Giant sequoias occur naturally in only one place on Earth—the western slope of the Sierra Nevada mountain range in California, on moist, unglaciated ridges and valleys at an altitude of 2700 to 6900 ft above mean sea level. There are 65–75 groves of giant sequoias in the Sierra Nevada, depending upon the criteria used to define a grove. The northernmost of these groves is Placer County Big Trees Grove in the Tahoe National Forest, Placer County, California, while the southernmost grove is Deer Creek Grove in the Giant Sequoia National Monument, Tulare County, California. The combined total area of all groves of giant sequoias is approximately 35600 acre.

==Fire limits growth==

Giant sequoias are in many ways adapted to forest fires.

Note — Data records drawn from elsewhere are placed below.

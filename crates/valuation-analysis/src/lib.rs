//! Intrinsic value (DCF, Gordon Growth DDM) plus dividend and earnings quality analysis.

mod dcf;
mod ddm;
pub mod dividends;
mod earnings;
pub mod models;


pub use models::*;

use analysis_core::{
    stats, AnalysisConfig, DividendSeries, EarningsData, FinancialStatements, PriceSeries,
    TickerProfile,
};
use chrono::{NaiveDate, Utc};

/// Valuation inputs for a single ticker.
///
/// Holds borrowed, read-only views of the provider tables; every method is a
/// pure function of those inputs plus the injected configuration.
pub struct ValuationAnalyzer<'a> {
    ticker: &'a str,
    profile: &'a TickerProfile,
    statements: &'a FinancialStatements,
    earnings: &'a EarningsData,
    dividends: &'a DividendSeries,
    config: &'a AnalysisConfig,
    current_price: Option<f64>,
    as_of: NaiveDate,
}

impl<'a> ValuationAnalyzer<'a> {
    pub fn new(
        ticker: &'a str,
        profile: &'a TickerProfile,
        prices: &'a PriceSeries,
        statements: &'a FinancialStatements,
        earnings: &'a EarningsData,
        dividends: &'a DividendSeries,
        config: &'a AnalysisConfig,
    ) -> Self {
        let current_price = profile.current_price().or_else(|| prices.last_close());
        let as_of = prices
            .last()
            .map(|bar| bar.date)
            .unwrap_or_else(|| Utc::now().date_naive());

        Self {
            ticker,
            profile,
            statements,
            earnings,
            dividends,
            config,
            current_price,
            as_of,
        }
    }

    /// Reference date for the trailing dividend window and "upcoming" earnings.
    pub fn with_as_of(mut self, as_of: NaiveDate) -> Self {
        self.as_of = as_of;
        self
    }

    pub fn ticker(&self) -> &str {
        self.ticker
    }

    pub fn current_price(&self) -> Option<f64> {
        self.current_price
    }

    pub fn as_of(&self) -> NaiveDate {
        self.as_of
    }

    fn currency(&self) -> String {
        self.profile.currency().to_string()
    }

    /// CAPM proxy used for both WACC and the DDM required return, in percent.
    pub fn estimate_cost_of_equity(&self) -> f64 {
        let beta = self.profile.positive("beta").unwrap_or(1.0);
        self.config.capm_risk_free_rate + beta * self.config.market_risk_premium
    }

    /// `(price - intrinsic) / intrinsic * 100` when both sides are usable.
    fn discount_premium(&self, intrinsic: f64) -> Option<f64> {
        let price = self.current_price.filter(|p| *p > 0.0)?;
        stats::safe_divide(price - intrinsic, intrinsic).map(|r| r * 100.0)
    }

    /// DCF, DDM, dividend and earnings analysis with default parameters.
    ///
    /// Each section is computed independently; a failure in one is reported in
    /// that section only.
    pub fn analyze(&self) -> ValuationReport {
        self.analyze_with(&DcfParams::from_config(self.config), &DdmParams::default())
    }

    /// Same as [`analyze`](Self::analyze) with caller-supplied model parameters.
    pub fn analyze_with(&self, dcf: &DcfParams, ddm: &DdmParams) -> ValuationReport {
        let dcf_valuation = self.calculate_dcf_valuation(dcf);
        if let Some(err) = &dcf_valuation.error {
            tracing::debug!("DCF skipped for {}: {}", self.ticker, err);
        }
        let ddm_valuation = self.calculate_ddm_valuation(ddm);
        if let Some(err) = &ddm_valuation.error {
            tracing::debug!("DDM skipped for {}: {}", self.ticker, err);
        }

        ValuationReport {
            ticker: self.ticker.to_string(),
            dcf_valuation,
            ddm_valuation,
            dividend_analysis: self.analyze_dividends(),
            earnings_analysis: self.analyze_earnings(),
        }
    }
}

/// Full valuation report for one ticker.
pub fn analyze_valuation(
    ticker: &str,
    profile: &TickerProfile,
    prices: &PriceSeries,
    statements: &FinancialStatements,
    earnings: &EarningsData,
    dividends: &DividendSeries,
    config: &AnalysisConfig,
) -> ValuationReport {
    ValuationAnalyzer::new(ticker, profile, prices, statements, earnings, dividends, config).analyze()
}
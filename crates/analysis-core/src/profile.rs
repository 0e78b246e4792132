use std::collections::BTreeMap;

use serde::{Deserialize, Serialize};
use serde_json::Value;

use crate::error::{AnalysisError, Result};

/// Flat scalar fundamentals for one ticker (market cap, beta, payout ratio, ...).
///
/// Providers disagree on key style, so every lookup accepts either the
/// camelCase or the snake_case spelling of a field. Numeric fields are finite
/// or absent.
#[derive(Debug, Clone, Default, Serialize, Deserialize)]
pub struct TickerProfile {
    #[serde(default)]
    numbers: BTreeMap<String, f64>,
    #[serde(default)]
    text: BTreeMap<String, String>,
}

impl TickerProfile {
    pub fn new() -> Self {
        Self::default()
    }

    pub fn with_number(mut self, key: &str, value: f64) -> Self {
        self.insert_number(key, value);
        self
    }

    pub fn with_text(mut self, key: &str, value: &str) -> Self {
        self.text.insert(key.to_string(), value.to_string());
        self
    }

    pub fn is_empty(&self) -> bool {
        self.numbers.is_empty() && self.text.is_empty()
    }

    /// Non-finite values are dropped rather than stored.
    pub fn insert_number(&mut self, key: &str, value: f64) {
        if value.is_finite() {
            self.numbers.insert(key.to_string(), value);
        }
    }

    /// Parse a flat JSON object. Numbers and strings are kept, nested values ignored.
    pub fn from_json(value: &Value) -> Result<Self> {
        let object = value.as_object().ok_or_else(|| {
            AnalysisError::InvalidData("ticker profile must be a JSON object".to_string())
        })?;

        let mut profile = Self::new();
        for (key, v) in object {
            match v {
                Value::Number(n) => {
                    if let Some(x) = n.as_f64() {
                        profile.insert_number(key, x);
                    }
                }
                Value::String(s) => {
                    profile.text.insert(key.clone(), s.clone());
                }
                _ => {}
            }
        }
        Ok(profile)
    }

    /// Numeric field by name in either key style.
    pub fn number(&self, key: &str) -> Option<f64> {
        self.numbers
            .get(key)
            .or_else(|| self.numbers.get(&to_snake_case(key)))
            .or_else(|| self.numbers.get(&to_camel_case(key)))
            .copied()
    }

    /// Numeric field, kept only when strictly positive.
    pub fn positive(&self, key: &str) -> Option<f64> {
        self.number(key).filter(|v| *v > 0.0)
    }

    /// First key in `keys` holding a strictly positive value.
    pub fn first_positive(&self, keys: &[&str]) -> Option<f64> {
        keys.iter().find_map(|k| self.positive(k))
    }

    /// Numeric field, kept only when non-zero.
    pub fn non_zero(&self, key: &str) -> Option<f64> {
        self.number(key).filter(|v| *v != 0.0)
    }

    pub fn text(&self, key: &str) -> Option<&str> {
        self.text
            .get(key)
            .or_else(|| self.text.get(&to_snake_case(key)))
            .or_else(|| self.text.get(&to_camel_case(key)))
            .map(String::as_str)
    }

    pub fn currency(&self) -> &str {
        self.text("currency").unwrap_or("USD")
    }

    /// Quoted price, if the provider supplied one.
    pub fn current_price(&self) -> Option<f64> {
        self.first_positive(&["currentPrice", "regularMarketPrice"])
    }
}

fn to_snake_case(key: &str) -> String {
    let mut out = String::with_capacity(key.len() + 4);
    for c in key.chars() {
        if c.is_ascii_uppercase() {
            out.push('_');
            out.push(c.to_ascii_lowercase());
        } else {
            out.push(c);
        }
    }
    out
}

fn to_camel_case(key: &str) -> String {
    let mut out = String::with_capacity(key.len());
    let mut upper_next = false;
    for c in key.chars() {
        if c == '_' {
            upper_next = true;
        } else if upper_next {
            out.push(c.to_ascii_uppercase());
            upper_next = false;
        } else {
            out.push(c);
        }
    }
    out
}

Their bark is unusually fire resistant, and their cones will normally open immediately after a fire. However, fire is also the most serious damaging agent of giant sequoias. Seedlings and saplings are highly susceptible to death or serious injury by fire. Larger giant sequoias are more resistant to fire damage, due to their thick protective layer of nonresinous bark and elevated crowns. However, repeated fires over many centuries may penetrate the bark and destroy the vascular cambium. Nearly all of the larger trees have fire scars, many of which cover a large area of the base of the tree. Older trees are rarely killed by fire alone, but the resulting structural damage may predispose a tree to collapse and fire scars also provide entry for fungi which may cause root disease and heart rot. The resulting decayed wood is then more easily consumed by subsequent fires. The result of this cycle is further structural weakening of the tree, which may eventually lead to its collapse.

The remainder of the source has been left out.